所有権を受益者(財産から利益を受ける権利を持つ)と受託者(財産を管理運用処分できる権利を持つ)を設定すること(この場合は、受益者を祖父母に、受託者を孫に設定)で、生前に、孫に財産を渡すことができます。
孫に資産を遺す際の注意点
孫に渡す財産が多すぎる場合は、ほかの相続人から遺留分侵害額請求をされる可能性があります。ほかの相続人に相談することなく、孫に財産の大半を渡すようなことがあれば、法定相続人として保証された最低限の相続分を当然の権利として、主張することは十分にありえます。
孫に財産を渡す場合は、遺留分に注意しながら、生前に家族の同意を得ることがなにより大切なことです。
また、生前贈与加算の対象になる期間が相続発生前の3年間から7年間に変更されました(順次延長)。ですから、生前の贈与時に、110万円を超えていなくても7年以内であれば生前贈与加算の対象となります。
そうなると、孫への相続の場合、相続税は相続税額の2割に相当する金額が加算されることに加え、生前贈与加算の対象になれば、孫が負担する相続税がさらに高くなってしまうことになります。

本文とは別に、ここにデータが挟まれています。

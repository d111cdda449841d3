//! Rule framework for risk explanations
//!
//! Each rule inspects a [`RiskRecord`] and yields at most one
//! [`Explanation`]. Rules are pure: the same record always yields the same
//! result, and evaluating a rule never changes anything.

pub mod threshold;
pub mod tiered;

use serde::{Deserialize, Serialize};
use std::fmt;

use crate::record::{Field, RiskRecord};

/// Categories of explanation rules
#[derive(Debug, Clone, Copy, PartialEq, Eq, Hash, Serialize, Deserialize)]
#[serde(rename_all = "snake_case")]
pub enum RuleCategory {
    /// Blood pressure derived measurements
    Hemodynamic,
    /// Laboratory levels (cholesterol, glucose)
    Laboratory,
    /// Smoking, alcohol, physical activity
    Lifestyle,
    /// Body mass index bands
    BodyComposition,
}

impl fmt::Display for RuleCategory {
    fn fmt(&self, f: &mut fmt::Formatter<'_>) -> fmt::Result {
        match self {
            RuleCategory::Hemodynamic => write!(f, "hemodynamic"),
            RuleCategory::Laboratory => write!(f, "laboratory"),
            RuleCategory::Lifestyle => write!(f, "lifestyle"),
            RuleCategory::BodyComposition => write!(f, "body_composition"),
        }
    }
}

/// Identifies which of the twelve explanations fired
///
/// Variants are declared in output order.
#[derive(Debug, Clone, Copy, PartialEq, Eq, PartialOrd, Ord, Hash, Serialize, Deserialize)]
#[serde(rename_all = "SCREAMING_SNAKE_CASE")]
pub enum ExplanationCode {
    HighPulsePressure,
    HighMeanArterialPressure,
    AbnormalPressureRatio,
    CholesterolAboveNormal,
    CholesterolWellAboveNormal,
    HighGlucose,
    Smoking,
    AlcoholConsumption,
    PhysicalInactivity,
    ObesityClassI,
    #[serde(rename = "OBESITY_CLASS_II")]
    ObesityClassII,
    #[serde(rename = "OBESITY_CLASS_III")]
    ObesityClassIII,
}

impl ExplanationCode {
    /// All codes in output order
    pub const ALL: [ExplanationCode; 12] = [
        ExplanationCode::HighPulsePressure,
        ExplanationCode::HighMeanArterialPressure,
        ExplanationCode::AbnormalPressureRatio,
        ExplanationCode::CholesterolAboveNormal,
        ExplanationCode::CholesterolWellAboveNormal,
        ExplanationCode::HighGlucose,
        ExplanationCode::Smoking,
        ExplanationCode::AlcoholConsumption,
        ExplanationCode::PhysicalInactivity,
        ExplanationCode::ObesityClassI,
        ExplanationCode::ObesityClassII,
        ExplanationCode::ObesityClassIII,
    ];

    pub fn as_str(&self) -> &'static str {
        match self {
            ExplanationCode::HighPulsePressure => "HIGH_PULSE_PRESSURE",
            ExplanationCode::HighMeanArterialPressure => "HIGH_MEAN_ARTERIAL_PRESSURE",
            ExplanationCode::AbnormalPressureRatio => "ABNORMAL_PRESSURE_RATIO",
            ExplanationCode::CholesterolAboveNormal => "CHOLESTEROL_ABOVE_NORMAL",
            ExplanationCode::CholesterolWellAboveNormal => "CHOLESTEROL_WELL_ABOVE_NORMAL",
            ExplanationCode::HighGlucose => "HIGH_GLUCOSE",
            ExplanationCode::Smoking => "SMOKING",
            ExplanationCode::AlcoholConsumption => "ALCOHOL_CONSUMPTION",
            ExplanationCode::PhysicalInactivity => "PHYSICAL_INACTIVITY",
            ExplanationCode::ObesityClassI => "OBESITY_CLASS_I",
            ExplanationCode::ObesityClassII => "OBESITY_CLASS_II",
            ExplanationCode::ObesityClassIII => "OBESITY_CLASS_III",
        }
    }
}

impl fmt::Display for ExplanationCode {
    fn fmt(&self, f: &mut fmt::Formatter<'_>) -> fmt::Result {
        f.write_str(self.as_str())
    }
}

/// One human-readable contributing factor
#[derive(Debug, Clone, PartialEq, Serialize, Deserialize)]
pub struct Explanation {
    /// Which explanation fired
    pub code: ExplanationCode,
    /// Field the predicate looked at
    pub field: Field,
    /// Text shown to the user
    pub text: String,
}

impl Explanation {
    pub fn new(code: ExplanationCode, field: Field, text: impl Into<String>) -> Self {
        Self {
            code,
            field,
            text: text.into(),
        }
    }
}

impl fmt::Display for Explanation {
    fn fmt(&self, f: &mut fmt::Formatter<'_>) -> fmt::Result {
        f.write_str(&self.text)
    }
}

/// Trait for explanation rules
///
/// A rule covers one predicate, or one group of mutually exclusive
/// predicates, and returns at most one explanation.
pub trait Rule: Send + Sync {
    /// Unique identifier for this rule
    fn id(&self) -> &str;

    /// Category this rule belongs to
    fn category(&self) -> RuleCategory;

    /// Field this rule reads
    fn field(&self) -> Field;

    /// Evaluate the rule against a record
    fn evaluate(&self, record: &RiskRecord) -> Option<Explanation>;
}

なお、2024年からは相続時精算課税制度に基礎控除(110万円)が導入されたため、相続時に加算される金額は基礎控除を控除した後の残額となります。ですから、年110万円以内の贈与であれば相続時に課税されることはありません。
孫へ財産を渡す方法はいくつかありますが、トラブルにならないように、ほかの相続人にも十分に配慮した財産の分割や相続方法を選択する必要があります。弁護士や税理士などの専門家に相談しながら進めるようにしてください。